Though Georgia boasts multiple schools, colleges and universities offering degrees in medicine, nursing and related fields, many of the state’s 120 rural counties have critically low or no access to medical professionals and services. Out of 159 counties, 75—nearly half—have no OBGYN, 63 have no pediatrician, and eight counties have no physician at all. Practices in some rural places face doctor-to-patient ratios so high that quality care is nearly impossible because demand so far outweighs supply.
It is a problem with which Paul Umbach, founder and president of Tripp Umbach of Pittsburg, Pennsylvania, is familiar. Specializing in economic and community development, Umbach’s international consulting firm has played a role in the majority of establishments of new medical schools and existing medical school expansions.
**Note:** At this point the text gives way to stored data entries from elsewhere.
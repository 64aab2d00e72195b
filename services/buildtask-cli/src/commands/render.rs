use buildtask_core::{
    crds::BuildTask,
    formatters::format_job_name,
    job::JobRenderer,
    models::TaskRef,
    validation::validate_spec,
};
use chrono::Utc;

use crate::error::AppError;

/// Renders the tracked Job, or the one a trigger right now would create, as YAML.
pub fn cmd_render(renderer: &JobRenderer, task: &BuildTask) -> Result<String, AppError> {
    let validated = validate_spec(&task.spec)?;
    let task_ref = TaskRef::from_resource(task);
    let job_name = task
        .status
        .as_ref()
        .map(|status| status.job_name.clone())
        .filter(|job_name| !job_name.is_empty())
        .unwrap_or_else(|| format_job_name(&task_ref.name, validated.trigger_nonce(), Utc::now()));

    let job = renderer.render(&task_ref, &validated, &job_name);

    Ok(serde_yaml::to_string(&job)?)
}

#[cfg(test)]
mod tests {
    use super::*;
    use crate::commands::{fixtures, parse_manifest};

    #[test]
    fn test_render_git_manifest() {
        let task = parse_manifest(fixtures::GIT_TASK).unwrap();

        let yaml = cmd_render(&JobRenderer::default(), &task).unwrap();

        assert!(yaml.contains("kind: Job"));
        assert!(yaml.contains("namespace: team-a"));
        assert!(yaml.contains("activeDeadlineSeconds: 1800"));
        assert!(yaml.contains("VERSION=1.2.3"));
        assert!(yaml.contains("registry-credentials"));
    }

    #[test]
    fn test_render_refuses_invalid_manifest() {
        let task = parse_manifest(fixtures::PRIVILEGED_TASK).unwrap();

        assert!(matches!(
            cmd_render(&JobRenderer::default(), &task),
            Err(AppError::ValidationError(_))
        ));
    }
}
use chrono::{DateTime, Utc};

use crate::crds::{BuildTaskPhase, BuildTaskStatus, Condition, ConditionStatus};

pub const PROGRESSING: &str = "Progressing";
pub const AVAILABLE: &str = "Available";
pub const DEGRADED: &str = "Degraded";
pub const ACCEPTED: &str = "Accepted";

pub const REASON_DEADLINE_EXCEEDED: &str = "DeadlineExceeded";
pub const REASON_JOB_FAILED: &str = "JobFailed";
pub const REASON_INVALID_SPEC: &str = "InvalidSpec";
pub const REASON_VALID_SPEC: &str = "ValidSpec";

impl Condition {
    pub fn new(
        r#type: &str,
        status: ConditionStatus,
        reason: &str,
        message: impl Into<String>,
        observed_generation: i64,
        now: DateTime<Utc>,
    ) -> Self {
        Self {
            r#type: r#type.to_string(),
            status,
            observed_generation: Some(observed_generation),
            last_transition_time: now,
            reason: reason.to_string(),
            message: message.into(),
        }
    }
}

pub fn find_condition<'a>(conditions: &'a [Condition], r#type: &str) -> Option<&'a Condition> {
    conditions.iter().find(|c| c.r#type == r#type)
}

/// Upserts by type. `lastTransitionTime` only moves when the status flips.
pub fn set_condition(conditions: &mut Vec<Condition>, condition: Condition) {
    match conditions.iter_mut().find(|c| c.r#type == condition.r#type) {
        Some(existing) => {
            if existing.status != condition.status {
                existing.status = condition.status;
                existing.last_transition_time = condition.last_transition_time;
            }
            existing.reason = condition.reason;
            existing.message = condition.message;
            existing.observed_generation = condition.observed_generation;
        }
        None => {
            conditions.push(condition);
            conditions.sort_by(|a, b| a.r#type.cmp(&b.r#type));
        }
    }
}

/// Progressing/Available/Degraded for `phase`, all sharing one reason.
pub(crate) fn set_phase_conditions(
    status: &mut BuildTaskStatus,
    phase: BuildTaskPhase,
    reason: &str,
    message: &str,
    generation: i64,
    now: DateTime<Utc>,
) {
    let flag = |on: bool| {
        if on {
            ConditionStatus::True
        } else {
            ConditionStatus::False
        }
    };

    let active = matches!(phase, BuildTaskPhase::Pending | BuildTaskPhase::Running);
    for (r#type, on) in [
        (PROGRESSING, active),
        (AVAILABLE, phase == BuildTaskPhase::Succeeded),
        (DEGRADED, phase == BuildTaskPhase::Failed),
    ] {
        set_condition(
            &mut status.conditions,
            Condition::new(r#type, flag(on), reason, message, generation, now),
        );
    }
}

#[cfg(test)]
mod tests {
    use chrono::TimeZone;

    use super::*;

    #[test]
    fn test_transition_time_moves_only_on_status_change() {
        let t0 = Utc.with_ymd_and_hms(2024, 5, 1, 10, 0, 0).unwrap();
        let t1 = Utc.with_ymd_and_hms(2024, 5, 1, 10, 5, 0).unwrap();
        let t2 = Utc.with_ymd_and_hms(2024, 5, 1, 10, 9, 0).unwrap();
        let mut conditions = Vec::new();

        set_condition(
            &mut conditions,
            Condition::new(PROGRESSING, ConditionStatus::True, "Pending", "", 1, t0),
        );
        set_condition(
            &mut conditions,
            Condition::new(PROGRESSING, ConditionStatus::True, "Running", "", 1, t1),
        );

        let progressing = find_condition(&conditions, PROGRESSING).unwrap();
        assert_eq!(progressing.last_transition_time, t0);
        assert_eq!(progressing.reason, "Running");

        set_condition(
            &mut conditions,
            Condition::new(PROGRESSING, ConditionStatus::False, "Succeeded", "", 2, t2),
        );

        let progressing = find_condition(&conditions, PROGRESSING).unwrap();
        assert_eq!(progressing.last_transition_time, t2);
        assert_eq!(progressing.observed_generation, Some(2));
    }

    #[test]
    fn test_conditions_stay_sorted_by_type() {
        let now = Utc.with_ymd_and_hms(2024, 5, 1, 10, 0, 0).unwrap();
        let mut status = BuildTaskStatus::default();

        set_phase_conditions(&mut status, BuildTaskPhase::Failed, "Boom", "", 1, now);
        set_condition(
            &mut status.conditions,
            Condition::new(ACCEPTED, ConditionStatus::True, REASON_VALID_SPEC, "", 1, now),
        );

        let types: Vec<&str> = status.conditions.iter().map(|c| c.r#type.as_str()).collect();
        assert_eq!(types, [ACCEPTED, AVAILABLE, DEGRADED, PROGRESSING]);
        assert_eq!(
            find_condition(&status.conditions, DEGRADED).unwrap().status,
            ConditionStatus::True
        );
    }
}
“The health and wellness challenges rural Georgians have become all too familiar with are not unlike those we see in other rural areas throughout the nation, even the world,” Umbach said. “So what could work for the people of rural Georgia could become a model for rural America—could become a model for the rural world.”
Bridges and Umbach, together with partners from Georgia’s Rural Health Innovation Center and the South Georgia Medical Education and Research Consortium, charged representatives of south Georgia’s medical and nursing schools, community health organizations and health care systems with working together to fill the gaps in medical training, technology use and patient care that currently stand as barriers to prosperity for small towns and rural communities.
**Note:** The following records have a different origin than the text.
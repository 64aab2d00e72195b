use tracing::warn;

use crate::{
    crds::{BuildTask, BuildTaskSpec, BuildTaskStatus, Condition, ConditionStatus},
    lifecycle::{
        DesiredAction, Evaluation, Lifecycle,
        conditions::{ACCEPTED, REASON_INVALID_SPEC, REASON_VALID_SPEC, set_condition},
    },
    models::TaskRef,
    traits::{Clock, ExecutionObserver, SystemClock},
    validation::validate_spec,
};

/// One host-driven step: validate, observe, evaluate.
pub struct Reconciler<O, C = SystemClock> {
    pub lifecycle: Lifecycle,
    pub observer: O,
    pub clock: C,
}

impl<O: ExecutionObserver> Reconciler<O> {
    pub fn new(lifecycle: Lifecycle, observer: O) -> Self {
        Self {
            lifecycle,
            observer,
            clock: SystemClock,
        }
    }
}

impl<O: ExecutionObserver, C: Clock> Reconciler<O, C> {
    pub fn with_clock(lifecycle: Lifecycle, observer: O, clock: C) -> Self {
        Self {
            lifecycle,
            observer,
            clock,
        }
    }

    pub fn reconcile_resource(&self, task: &BuildTask) -> Evaluation {
        let status = task.status.clone().unwrap_or_default();
        self.reconcile(&TaskRef::from_resource(task), &task.spec, &status)
    }

    #[tracing::instrument(
        name = "reconciler.reconcile",
        skip_all,
        fields(task = %task.name, namespace = %task.namespace)
    )]
    pub fn reconcile(
        &self,
        task: &TaskRef,
        spec: &BuildTaskSpec,
        status: &BuildTaskStatus,
    ) -> Evaluation {
        let now = self.clock.now();

        let validated = match validate_spec(spec) {
            Ok(validated) => validated,
            Err(e) => {
                warn!(violations = e.violations.len(), "{}", e);
                let mut status = status.clone();
                status.observed_generation = Some(task.generation);
                set_condition(
                    &mut status.conditions,
                    Condition::new(
                        ACCEPTED,
                        ConditionStatus::False,
                        REASON_INVALID_SPEC,
                        e.to_string(),
                        task.generation,
                        now,
                    ),
                );
                return Evaluation {
                    status,
                    action: DesiredAction::None,
                    requeue_after: None,
                };
            }
        };

        let observation = if status.job_name.is_empty() {
            Ok(None)
        } else {
            self.observer.observe(&task.namespace, &status.job_name)
        };
        let observed = observation.is_ok();

        let mut evaluation = self
            .lifecycle
            .evaluate(task, &validated, status, observation, now);

        if observed {
            set_condition(
                &mut evaluation.status.conditions,
                Condition::new(
                    ACCEPTED,
                    ConditionStatus::True,
                    REASON_VALID_SPEC,
                    "Spec accepted",
                    task.generation,
                    now,
                ),
            );
        }

        evaluation
    }
}
pub mod factories;
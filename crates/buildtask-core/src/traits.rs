use chrono::{DateTime, Utc};

use crate::{error::ObservationError, models::ExecutionObservation};

/// Read side of the job runtime.
pub trait ExecutionObserver {
    /// `Ok(None)` when no execution unit named `job_name` exists.
    fn observe(
        &self,
        namespace: &str,
        job_name: &str,
    ) -> Result<Option<ExecutionObservation>, ObservationError>;
}

pub trait Clock {
    fn now(&self) -> DateTime<Utc>;
}

#[derive(Clone, Copy, Debug, Default)]
pub struct SystemClock;

impl Clock for SystemClock {
    fn now(&self) -> DateTime<Utc> {
        Utc::now()
    }
}

/// Always reports the same instant.
#[derive(Clone, Copy, Debug)]
pub struct FixedClock(pub DateTime<Utc>);

impl Clock for FixedClock {
    fn now(&self) -> DateTime<Utc> {
        self.0
    }
}
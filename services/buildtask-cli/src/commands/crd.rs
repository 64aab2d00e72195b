use buildtask_core::crds::BuildTask;
use kube::CustomResourceExt;

use crate::error::AppError;

pub fn cmd_crd() -> Result<String, AppError> {
    Ok(serde_yaml::to_string(&BuildTask::crd())?)
}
While some states are investing millions of dollars in state-of-the-art brick-and-mortar simulation facilities and technologies, speakers from some of those states, including Jack Jaeger, director of Indiana’s Rural Health Innovation Collaborative, or RHIC, urged the group not to limit itself to one location or format.
Doug Patten, a medical doctor and associate dean of the Southwest Campus of the Medical College of Georgia, agreed, encouraging collaboration among all the entities represented.
“It is not about our institutions,” Patten said. “It’s about better health care for rural Georgians.”
As for next steps, Bridges says he looks to industry and education leaders to take carry the idea forward.
“We need a thorough inventory of existing rural health care assets, and then we can determine where the gaps are,” he said. “Every education and training tool we’ve learned about that is in use throughout this country is valuable and could be part of our eventual solution. The main thing is that we are doing something to provide on-going, intense, hands-on training so that we can deliver the best health outcomes possible.”